Don’t use Single when you can use a First!

I’m writing this post because I’ve seen too many developers who use the Single method when they want to get one element of a collection and when they know that the Single will return only one element. DON’T DO THIS!!!

In this case, use the First method.

The purpose of Single method is to return only one element (like First method) and also to verify that there is only one result.

So what does it means? Look at the following code:

int tick = Environment.TickCount;
int value = Enumerable.Range(0, int.MaxValue).First(i => i == 10);

Console.WriteLine(Environment.TickCount – tick);

The console indicates 62. The First method loops 11 elements in the collection.

Now what about the same code with the Single method?
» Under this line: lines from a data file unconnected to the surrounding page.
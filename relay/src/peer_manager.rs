//! Peer bookkeeping for the relay
//!
//! This module tracks every game process talking to the relay:
//! - Peer identity assignment keyed by datagram source address
//! - Session membership per peer
//! - Liveness tracking and timeout detection
//! - Capacity enforcement

use log::info;
use rand::distributions::Alphanumeric;
use rand::Rng;
use std::collections::HashMap;
use std::net::SocketAddr;
use std::time::{Duration, Instant};

const PEER_ID_LEN: usize = 8;

/// A game process known to the relay
#[derive(Debug)]
pub struct Peer {
    /// Identifier handed to the game process and used in events
    pub id: String,
    /// Source address replies and events are sent to
    pub addr: SocketAddr,
    /// Last time any datagram arrived from this peer
    pub last_seen: Instant,
    /// Session the peer currently belongs to
    pub session: Option<String>,
}

impl Peer {
    pub fn new(id: String, addr: SocketAddr) -> Self {
        Self {
            id,
            addr,
            last_seen: Instant::now(),
            session: None,
        }
    }

    pub fn is_timed_out(&self, timeout: Duration) -> bool {
        self.last_seen.elapsed() > timeout
    }
}

pub fn random_id(len: usize) -> String {
    rand::thread_rng()
        .sample_iter(&Alphanumeric)
        .take(len)
        .map(char::from)
        .collect()
}

/// All peers currently known to the relay
pub struct PeerManager {
    peers: HashMap<String, Peer>,
    max_peers: usize,
}

impl PeerManager {
    pub fn new(max_peers: usize) -> Self {
        Self {
            peers: HashMap::new(),
            max_peers,
        }
    }

    /// Returns the id of the peer at `addr`, registering it first if unknown.
    ///
    /// Refreshes the peer's liveness. Returns None when a new peer would
    /// exceed the relay's capacity.
    pub fn register(&mut self, addr: SocketAddr) -> Option<String> {
        if let Some(peer) = self.peers.values_mut().find(|peer| peer.addr == addr) {
            peer.last_seen = Instant::now();
            return Some(peer.id.clone());
        }

        if self.peers.len() >= self.max_peers {
            return None;
        }

        let mut id = random_id(PEER_ID_LEN);
        while self.peers.contains_key(&id) {
            id = random_id(PEER_ID_LEN);
        }

        info!("Peer {} registered from {}", id, addr);
        self.peers.insert(id.clone(), Peer::new(id.clone(), addr));
        Some(id)
    }

    /// Returns true if the peer was known
    pub fn remove(&mut self, peer_id: &str) -> bool {
        if let Some(peer) = self.peers.remove(peer_id) {
            info!("Peer {} removed", peer.id);
            true
        } else {
            false
        }
    }

    pub fn find_by_addr(&self, addr: SocketAddr) -> Option<String> {
        self.peers
            .values()
            .find(|peer| peer.addr == addr)
            .map(|peer| peer.id.clone())
    }

    pub fn addr_of(&self, peer_id: &str) -> Option<SocketAddr> {
        self.peers.get(peer_id).map(|peer| peer.addr)
    }

    pub fn session_of(&self, peer_id: &str) -> Option<String> {
        self.peers.get(peer_id).and_then(|peer| peer.session.clone())
    }

    pub fn set_session(&mut self, peer_id: &str, session: Option<String>) {
        if let Some(peer) = self.peers.get_mut(peer_id) {
            peer.session = session;
        }
    }

    /// Removes peers silent for longer than `timeout`
    ///
    /// Returns each removed peer with the session it was in so the caller
    /// can notify the remaining members.
    pub fn check_timeouts(&mut self, timeout: Duration) -> Vec<(String, Option<String>)> {
        let timed_out: Vec<String> = self
            .peers
            .values()
            .filter(|peer| peer.is_timed_out(timeout))
            .map(|peer| peer.id.clone())
            .collect();

        timed_out
            .into_iter()
            .filter_map(|id| {
                let peer = self.peers.remove(&id)?;
                info!("Peer {} timed out", id);
                Some((id, peer.session))
            })
            .collect()
    }

    pub fn len(&self) -> usize {
        self.peers.len()
    }

    pub fn is_empty(&self) -> bool {
        self.peers.is_empty()
    }
}

#[cfg(test)]
mod tests {
    use super::*;

    fn test_addr() -> SocketAddr {
        "127.0.0.1:8080".parse().unwrap()
    }

    fn test_addr2() -> SocketAddr {
        "127.0.0.1:8081".parse().unwrap()
    }

    #[test]
    fn test_register_is_idempotent_per_addr() {
        let mut manager = PeerManager::new(4);
        let first = manager.register(test_addr()).unwrap();
        let again = manager.register(test_addr()).unwrap();

        assert_eq!(first, again);
        assert_eq!(first.len(), PEER_ID_LEN);
        assert_eq!(manager.len(), 1);
    }

    #[test]
    fn test_register_distinct_addrs() {
        let mut manager = PeerManager::new(4);
        let first = manager.register(test_addr()).unwrap();
        let second = manager.register(test_addr2()).unwrap();

        assert_ne!(first, second);
        assert_eq!(manager.find_by_addr(test_addr2()), Some(second.clone()));
        assert_eq!(manager.addr_of(&second), Some(test_addr2()));
    }

    #[test]
    fn test_register_capacity() {
        let mut manager = PeerManager::new(1);
        assert!(manager.register(test_addr()).is_some());
        assert!(manager.register(test_addr2()).is_none());
        assert_eq!(manager.len(), 1);
    }

    #[test]
    fn test_remove_peer() {
        let mut manager = PeerManager::new(2);
        let id = manager.register(test_addr()).unwrap();

        assert!(manager.remove(&id));
        assert!(!manager.remove(&id));
        assert!(manager.is_empty());
    }

    #[test]
    fn test_session_membership() {
        let mut manager = PeerManager::new(2);
        let id = manager.register(test_addr()).unwrap();
        assert_eq!(manager.session_of(&id), None);

        manager.set_session(&id, Some("ABC123".to_string()));
        assert_eq!(manager.session_of(&id).as_deref(), Some("ABC123"));
    }

    #[test]
    fn test_peer_timeout() {
        let mut manager = PeerManager::new(2);
        let id = manager.register(test_addr()).unwrap();
        manager.set_session(&id, Some("S".to_string()));

        assert!(manager.check_timeouts(Duration::from_secs(1)).is_empty());

        if let Some(peer) = manager.peers.get_mut(&id) {
            peer.last_seen = Instant::now() - Duration::from_secs(2);
        }

        let removed = manager.check_timeouts(Duration::from_secs(1));
        assert_eq!(removed, vec![(id, Some("S".to_string()))]);
        assert!(manager.is_empty());
    }
}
int tick = Environment.TickCount;
int value = Enumerable.Range(0, int.MaxValue).Single(i => i == 10);

Console.WriteLine(Environment.TickCount – tick);

The console indicates 28720! The method loops the 2147483648 elements of the collection to be sure that there is only one result!

qed

It’s the same with LINQ To Entities. With a First, the generated SQL query will contain a TOP 1 ; with a Single, a TOP 2. (Of course if your Single is on an indexed column, the performance impact will be near 0.

So yes the Single method (or SingleOrDefault) is useful but if and only if we want to be sure that there is only one element in the collection (and to throw an exception in this case). If it isn’t the case, don’t use it and use the First method (or FirstOrDefault).